Sağlık Bakanlığı İlaç ve Eczacılık Genel Müdürlüğü tarafından Tüm İlaç Firmalarının Dikkatine duyurular yapılmıştır.
Duyuru-1
Aşağıdaki linkte bulunan ilaçların referans veya imalat kartı bilgilerinin acilen Fiyat-Maliyet Etüdleri Şube Müdürlüğü'ne iletilmesi gerekmektedir.
Dosyayı indirmek için tıklayınız
Duyuru-2
Elektronik Başvurular Hakkında Duyuru
03/01/2011 tarihinden itibaren ilk ruhsat başvurusu dışında ruhsatlandırma süreci devam eden ürünler için Ruhsatsız Jenerik Ürünler Şube Müdürlüğü, Yeni İlaç Şube Müdürlüğü, BY/BE Şube Müdürlüğü, Biyolojik Ürünler Şube Müdürlüğü ve Ara Ürün Şube Müdürlüğü’ne yapılacak tüm başvurular elektronik ortamda kabul edilecektir.
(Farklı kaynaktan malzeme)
//! Resource directory: resolves human-facing identifiers to mirror ids.
//!
//! Every lookup returns `Ok(None)` when nothing matches. A missing row is
//! never created on demand.

use chrono::{DateTime, Utc};
use color_eyre::{eyre::eyre, Report, Result};
use rusqlite::{params, ErrorCode, OptionalExtension, Row};
use std::sync::Arc;

use super::records::{
  require_positive, require_present, BookRecord, ChapterRecord, NewBook, ValidationError,
  VerseRecord,
};
use super::Database;

#[derive(Clone)]
pub struct ResourceDirectory {
  db: Arc<Database>,
}

impl ResourceDirectory {
  pub fn new(db: Database) -> Self {
    Self { db: Arc::new(db) }
  }

  pub fn ping(&self) -> bool {
    self.db.ping()
  }

  pub fn resolve_book_id(&self, abbreviation: &str) -> Result<Option<i64>> {
    let conn = self.db.conn()?;
    conn
      .query_row(
        "SELECT id FROM books WHERE abbreviation = ?",
        params![abbreviation],
        |row| row.get(0),
      )
      .optional()
      .map_err(|e| eyre!("Failed to look up book {}: {}", abbreviation, e))
  }

  pub fn resolve_chapter_id(&self, book_id: i64, number: i64) -> Result<Option<i64>> {
    let conn = self.db.conn()?;
    conn
      .query_row(
        "SELECT id FROM chapters WHERE book_id = ? AND number = ?",
        params![book_id, number],
        |row| row.get(0),
      )
      .optional()
      .map_err(|e| eyre!("Failed to look up chapter {} of book {}: {}", number, book_id, e))
  }

  pub fn find_book(&self, abbreviation: &str) -> Result<Option<BookRecord>> {
    let conn = self.db.conn()?;
    conn
      .query_row(
        "SELECT id, name, abbreviation, number, created_at, updated_at
         FROM books WHERE abbreviation = ?",
        params![abbreviation],
        |row| {
          Ok(BookRecord {
            id: row.get(0)?,
            name: row.get(1)?,
            abbreviation: row.get(2)?,
            number: row.get(3)?,
            created_at: timestamp(row, 4)?,
            updated_at: timestamp(row, 5)?,
          })
        },
      )
      .optional()
      .map_err(|e| eyre!("Failed to load book {}: {}", abbreviation, e))
  }

  pub fn find_chapter(&self, book_id: i64, number: i64) -> Result<Option<ChapterRecord>> {
    let conn = self.db.conn()?;
    conn
      .query_row(
        "SELECT id, book_id, number, created_at, updated_at
         FROM chapters WHERE book_id = ? AND number = ?",
        params![book_id, number],
        |row| {
          Ok(ChapterRecord {
            id: row.get(0)?,
            book_id: row.get(1)?,
            number: row.get(2)?,
            created_at: timestamp(row, 3)?,
            updated_at: timestamp(row, 4)?,
          })
        },
      )
      .optional()
      .map_err(|e| eyre!("Failed to load chapter {} of book {}: {}", number, book_id, e))
  }

  pub fn find_verse(&self, chapter_id: i64, number: i64) -> Result<Option<VerseRecord>> {
    let conn = self.db.conn()?;
    conn
      .query_row(
        "SELECT id, chapter_id, number, text, created_at, updated_at
         FROM verses WHERE chapter_id = ? AND number = ?",
        params![chapter_id, number],
        |row| {
          Ok(VerseRecord {
            id: row.get(0)?,
            chapter_id: row.get(1)?,
            number: row.get(2)?,
            text: row.get(3)?,
            created_at: timestamp(row, 4)?,
            updated_at: timestamp(row, 5)?,
          })
        },
      )
      .optional()
      .map_err(|e| eyre!("Failed to load verse {} of chapter {}: {}", number, chapter_id, e))
  }

  /// Insert a book. Validation failures are `ValidationError`s inside the report.
  pub fn insert_book(&self, book: &NewBook) -> Result<i64> {
    book.validate()?;
    let now = Utc::now().to_rfc3339();
    let conn = self.db.conn()?;
    conn
      .execute(
        "INSERT INTO books (name, abbreviation, number, created_at, updated_at)
         VALUES (?, ?, ?, ?, ?)",
        params![book.name, book.abbreviation, book.number, now, now],
      )
      .map_err(|e| constraint_error(e, "book"))?;
    Ok(conn.last_insert_rowid())
  }

  pub fn insert_chapter(&self, book_id: i64, number: i64) -> Result<i64> {
    require_positive("number", number)?;
    let now = Utc::now().to_rfc3339();
    let conn = self.db.conn()?;
    conn
      .execute(
        "INSERT INTO chapters (book_id, number, created_at, updated_at) VALUES (?, ?, ?, ?)",
        params![book_id, number, now, now],
      )
      .map_err(|e| constraint_error(e, "book"))?;
    Ok(conn.last_insert_rowid())
  }

  pub fn insert_verse(&self, chapter_id: i64, number: i64, text: &str) -> Result<i64> {
    require_positive("number", number)?;
    require_present("text", text)?;
    let now = Utc::now().to_rfc3339();
    let conn = self.db.conn()?;
    conn
      .execute(
        "INSERT INTO verses (chapter_id, number, text, created_at, updated_at)
         VALUES (?, ?, ?, ?, ?)",
        params![chapter_id, number, text, now, now],
      )
      .map_err(|e| constraint_error(e, "chapter"))?;
    Ok(conn.last_insert_rowid())
  }

  /// Return the id of the book with this abbreviation, inserting it first if absent.
  pub fn ensure_book(&self, book: &NewBook) -> Result<i64> {
    match self.resolve_book_id(&book.abbreviation)? {
      Some(id) => Ok(id),
      None => self.insert_book(book),
    }
  }

  pub fn ensure_chapter(&self, book_id: i64, number: i64) -> Result<i64> {
    match self.resolve_chapter_id(book_id, number)? {
      Some(id) => Ok(id),
      None => self.insert_chapter(book_id, number),
    }
  }

  pub fn ensure_verse(&self, chapter_id: i64, number: i64, text: &str) -> Result<i64> {
    match self.find_verse(chapter_id, number)? {
      Some(verse) => Ok(verse.id),
      None => self.insert_verse(chapter_id, number, text),
    }
  }

  /// Delete a book together with its chapters and their verses.
  #[allow(dead_code)]
  pub fn delete_book(&self, book_id: i64) -> Result<bool> {
    let conn = self.db.conn()?;
    let deleted = conn
      .execute("DELETE FROM books WHERE id = ?", params![book_id])
      .map_err(|e| eyre!("Failed to delete book {}: {}", book_id, e))?;
    Ok(deleted > 0)
  }
}

fn timestamp(row: &Row<'_>, idx: usize) -> rusqlite::Result<DateTime<Utc>> {
  let raw: String = row.get(idx)?;
  DateTime::parse_from_rfc3339(&raw)
    .map(|dt| dt.with_timezone(&Utc))
    .map_err(|e| {
      rusqlite::Error::FromSqlConversionFailure(idx, rusqlite::types::Type::Text, Box::new(e))
    })
}

/// Turn constraint violations into `ValidationError`s; anything else stays a plain report.
fn constraint_error(err: rusqlite::Error, parent: &'static str) -> Report {
  if let rusqlite::Error::SqliteFailure(ref failure, ref message) = err {
    if failure.code == ErrorCode::ConstraintViolation {
      if failure.extended_code == rusqlite::ffi::SQLITE_CONSTRAINT_FOREIGNKEY {
        return ValidationError::MissingParent(parent).into();
      }
      let field = match message.as_deref() {
        Some(m) if m.contains("abbreviation") => "abbreviation",
        _ => "number",
      };
      return ValidationError::Duplicate(field).into();
    }
  }
  eyre!("Failed to insert row: {}", err)
}
//! Stand-in engine servers for tests.

use axum::Router;
use tokio::net::TcpListener;

use crate::config::EngineConfig;

/// Serve `router` on an ephemeral local port and return a config pointing at it.
pub async fn spawn_engine(router: Router) -> EngineConfig {
  let listener = TcpListener::bind("127.0.0.1:0").await.unwrap();
  let port = listener.local_addr().unwrap().port();

  tokio::spawn(async move {
    axum::serve(listener, router).await.unwrap();
  });

  EngineConfig {
    host: "127.0.0.1".to_string(),
    port,
    timeout_secs: 5,
  }
}

/// A config pointing at a port nothing listens on.
pub async fn unreachable_engine() -> EngineConfig {
  let listener = TcpListener::bind("127.0.0.1:0").await.unwrap();
  let port = listener.local_addr().unwrap().port();
  drop(listener);

  EngineConfig {
    host: "127.0.0.1".to_string(),
    port,
    timeout_secs: 1,
  }
}
//! Cache storage trait and its SQLite, in-memory and no-op implementations.

use chrono::{DateTime, TimeZone, Utc};
use color_eyre::{eyre::eyre, Result};
use rusqlite::{params, Connection, OptionalExtension};
use std::collections::HashMap;
use std::path::Path;
use std::sync::Mutex;

/// A single cached value as stored.
#[derive(Debug, Clone)]
pub struct CachedEntry {
  /// Serialized JSON payload
  pub data: Vec<u8>,
  /// When the entry was written
  pub cached_at: DateTime<Utc>,
  /// When the entry stops being served
  pub expires_at: DateTime<Utc>,
}

impl CachedEntry {
  pub fn is_expired(&self, now: DateTime<Utc>) -> bool {
    now >= self.expires_at
  }
}

/// Trait for cache storage backends.
///
/// Backends only move bytes; expiry is decided by the caller against its own clock.
pub trait CacheStorage: Send + Sync {
  /// Get the entry stored under `key`, expired or not.
  fn get(&self, key: &str) -> Result<Option<CachedEntry>>;

  /// Store (or replace) the entry under `key`.
  fn put(&self, key: &str, entry: &CachedEntry) -> Result<()>;

  /// Delete entries that expired before `now`. Returns how many were removed.
  fn purge_expired(&self, now: DateTime<Utc>) -> Result<usize>;

  /// Whether the backend is currently usable.
  fn ping(&self) -> bool;
}

/// Storage implementation that doesn't cache anything.
/// Used when caching is disabled - all operations are no-ops.
pub struct NoopStorage;

impl CacheStorage for NoopStorage {
  fn get(&self, _key: &str) -> Result<Option<CachedEntry>> {
    Ok(None) // Always miss
  }

  fn put(&self, _key: &str, _entry: &CachedEntry) -> Result<()> {
    Ok(()) // Discard
  }

  fn purge_expired(&self, _now: DateTime<Utc>) -> Result<usize> {
    Ok(0)
  }

  fn ping(&self) -> bool {
    true
  }
}

/// In-process storage, lost on restart.
#[derive(Default)]
pub struct MemoryStorage {
  entries: Mutex<HashMap<String, CachedEntry>>,
}

impl MemoryStorage {
  pub fn new() -> Self {
    Self::default()
  }
}

impl CacheStorage for MemoryStorage {
  fn get(&self, key: &str) -> Result<Option<CachedEntry>> {
    let entries = self
      .entries
      .lock()
      .map_err(|e| eyre!("Lock poisoned: {}", e))?;
    Ok(entries.get(key).cloned())
  }

  fn put(&self, key: &str, entry: &CachedEntry) -> Result<()> {
    let mut entries = self
      .entries
      .lock()
      .map_err(|e| eyre!("Lock poisoned: {}", e))?;
    entries.insert(key.to_string(), entry.clone());
    Ok(())
  }

  fn purge_expired(&self, now: DateTime<Utc>) -> Result<usize> {
    let mut entries = self
      .entries
      .lock()
      .map_err(|e| eyre!("Lock poisoned: {}", e))?;
    let before = entries.len();
    entries.retain(|_, entry| !entry.is_expired(now));
    Ok(before - entries.len())
  }

  fn ping(&self) -> bool {
    self.entries.lock().is_ok()
  }
}

/// SQLite-based cache storage implementation.
pub struct SqliteStorage {
  conn: Mutex<Connection>,
}

impl SqliteStorage {
  /// Open (or create) the cache database at `path`.
  pub fn open(path: &Path) -> Result<Self> {
    // Ensure parent directory exists
    if let Some(parent) = path.parent() {
      std::fs::create_dir_all(parent)
        .map_err(|e| eyre!("Failed to create cache directory: {}", e))?;
    }

    let conn = Connection::open(path)
      .map_err(|e| eyre!("Failed to open cache database at {}: {}", path.display(), e))?;

    Self::with_connection(conn)
  }

  /// Open a private in-memory cache database.
  #[allow(dead_code)]
  pub fn open_in_memory() -> Result<Self> {
    let conn = Connection::open_in_memory()
      .map_err(|e| eyre!("Failed to open in-memory cache database: {}", e))?;
    Self::with_connection(conn)
  }

  fn with_connection(conn: Connection) -> Result<Self> {
    let storage = Self {
      conn: Mutex::new(conn),
    };
    storage.run_migrations()?;
    Ok(storage)
  }

  /// Run database migrations for cache tables.
  fn run_migrations(&self) -> Result<()> {
    let conn = self
      .conn
      .lock()
      .map_err(|e| eyre!("Lock poisoned: {}", e))?;

    conn
      .execute_batch(CACHE_SCHEMA)
      .map_err(|e| eyre!("Failed to run cache migrations: {}", e))?;

    Ok(())
  }
}

/// Schema for cache tables. Timestamps are unix milliseconds.
const CACHE_SCHEMA: &str = r#"
CREATE TABLE IF NOT EXISTS cache_entries (
    key TEXT PRIMARY KEY,
    data BLOB NOT NULL,
    cached_at INTEGER NOT NULL,
    expires_at INTEGER NOT NULL
);

CREATE INDEX IF NOT EXISTS idx_cache_entries_expires ON cache_entries(expires_at);
"#;

impl CacheStorage for SqliteStorage {
  fn get(&self, key: &str) -> Result<Option<CachedEntry>> {
    let conn = self
      .conn
      .lock()
      .map_err(|e| eyre!("Lock poisoned: {}", e))?;

    let row: Option<(Vec<u8>, i64, i64)> = conn
      .query_row(
        "SELECT data, cached_at, expires_at FROM cache_entries WHERE key = ?",
        params![key],
        |row| Ok((row.get(0)?, row.get(1)?, row.get(2)?)),
      )
      .optional()
      .map_err(|e| eyre!("Failed to read cache entry {}: {}", key, e))?;

    match row {
      Some((data, cached_at, expires_at)) => Ok(Some(CachedEntry {
        data,
        cached_at: from_millis(cached_at)?,
        expires_at: from_millis(expires_at)?,
      })),
      None => Ok(None),
    }
  }

  fn put(&self, key: &str, entry: &CachedEntry) -> Result<()> {
    let conn = self
      .conn
      .lock()
      .map_err(|e| eyre!("Lock poisoned: {}", e))?;

    conn
      .execute(
        "INSERT OR REPLACE INTO cache_entries (key, data, cached_at, expires_at)
         VALUES (?, ?, ?, ?)",
        params![
          key,
          entry.data,
          entry.cached_at.timestamp_millis(),
          entry.expires_at.timestamp_millis()
        ],
      )
      .map_err(|e| eyre!("Failed to store cache entry {}: {}", key, e))?;

    Ok(())
  }

  fn purge_expired(&self, now: DateTime<Utc>) -> Result<usize> {
    let conn = self
      .conn
      .lock()
      .map_err(|e| eyre!("Lock poisoned: {}", e))?;

    conn
      .execute(
        "DELETE FROM cache_entries WHERE expires_at <= ?",
        params![now.timestamp_millis()],
      )
      .map_err(|e| eyre!("Failed to purge expired cache entries: {}", e))
  }

  fn ping(&self) -> bool {
    match self.conn.lock() {
      Ok(conn) => conn.query_row("SELECT 1", [], |_| Ok(())).is_ok(),
      Err(_) => false,
    }
  }
}

fn from_millis(ms: i64) -> Result<DateTime<Utc>> {
  Utc
    .timestamp_millis_opt(ms)
    .single()
    .ok_or_else(|| eyre!("Invalid cache timestamp {}", ms))
}
//! Rows of the local mirror and the rules a row must satisfy before insert.

use chrono::{DateTime, Utc};
use serde::Serialize;
use std::fmt;

#[derive(Debug, Clone, PartialEq, Serialize)]
pub struct BookRecord {
  pub id: i64,
  pub name: String,
  pub abbreviation: String,
  pub number: i64,
  pub created_at: DateTime<Utc>,
  pub updated_at: DateTime<Utc>,
}

#[derive(Debug, Clone, PartialEq, Serialize)]
pub struct ChapterRecord {
  pub id: i64,
  pub book_id: i64,
  pub number: i64,
  pub created_at: DateTime<Utc>,
  pub updated_at: DateTime<Utc>,
}

#[derive(Debug, Clone, PartialEq, Serialize)]
pub struct VerseRecord {
  pub id: i64,
  pub chapter_id: i64,
  pub number: i64,
  pub text: String,
  pub created_at: DateTime<Utc>,
  pub updated_at: DateTime<Utc>,
}

/// A book to insert into the mirror.
#[derive(Debug, Clone)]
pub struct NewBook {
  pub name: String,
  pub abbreviation: String,
  pub number: i64,
}

impl NewBook {
  pub fn validate(&self) -> Result<(), ValidationError> {
    require_present("name", &self.name)?;
    require_present("abbreviation", &self.abbreviation)?;
    require_positive("number", self.number)
  }
}

/// Why a row was rejected.
#[derive(Debug, Clone, PartialEq, Eq)]
pub enum ValidationError {
  /// Field is empty or whitespace
  Blank(&'static str),
  /// Field must be an integer greater than zero
  NotPositive(&'static str),
  /// Another row already has this value
  Duplicate(&'static str),
  /// The referenced parent row does not exist
  MissingParent(&'static str),
}

impl fmt::Display for ValidationError {
  fn fmt(&self, f: &mut fmt::Formatter<'_>) -> fmt::Result {
    match self {
      Self::Blank(field) => write!(f, "{} can't be blank", field),
      Self::NotPositive(field) => write!(f, "{} must be greater than 0", field),
      Self::Duplicate(field) => write!(f, "{} has already been taken", field),
      Self::MissingParent(parent) => write!(f, "{} must exist", parent),
    }
  }
}

impl std::error::Error for ValidationError {}

pub fn require_present(field: &'static str, value: &str) -> Result<(), ValidationError> {
  if value.trim().is_empty() {
    Err(ValidationError::Blank(field))
  } else {
    Ok(())
  }
}

pub fn require_positive(field: &'static str, value: i64) -> Result<(), ValidationError> {
  if value > 0 {
    Ok(())
  } else {
    Err(ValidationError::NotPositive(field))
  }
}
//! Generic cache-aside layer.
//!
//! This module knows nothing about scripture or the engine. It provides:
//! - A byte-oriented `CacheStorage` trait with SQLite, in-memory and no-op backends
//! - `CacheLayer`, which serves unexpired entries and otherwise calls a fetcher
//!   and stores its result for a fixed TTL
//! - Fail-open behaviour when the store itself is unreachable

mod layer;
mod storage;
mod traits;

pub use layer::CacheLayer;
#[allow(unused_imports)]
pub use layer::Clock;
#[allow(unused_imports)]
pub use storage::CachedEntry;
pub use storage::{CacheStorage, MemoryStorage, NoopStorage, SqliteStorage};
pub use traits::{CacheResult, CacheSource, Cacheable, QueryKey};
Yukarıda adı geçen Şube Müdürlüklerine yapılacak olan varyasyon başvuruları ile Ruhsatlı Ürünler 1, Ruhsatlı Ürünler 2 ve Biyolojik Ürünler Şube Müdürlüklerine yapılmakta olan varyasyon başvurularının içerdiği elektronik dokümanların isimlendirilmesinde bundan böyle http://www.iegm.gov.tr/Folders/Docs/Elektronik%20Ruhsat%20Başvurusu%20için%20Dosya%20Gerekliliklerine%20İlişkin%20Kılavuz-güncelleme11_bd6bcd1.pdf de belirtilen isimlendirme kurallarına uyulması gerekmektedir.
Varyasyon başvuruları “Başvurular” bölümünde “Varyasyon Başvuru Formu” sekmesinden ilgili şube adı seçilerek yapılmalıdır. Varyasyon dışındaki diğer başvurular ise, “Genel Başvuru” sekmesinden “Şube Adı” ve “Başvuru Tipi” seçilerek yapılmalıdır. Yapılacak başvuruyu karşılayan “Başvuru Tipi” mevcut değilse ilgili şube ile iletişime geçilmesi gerekmektedir.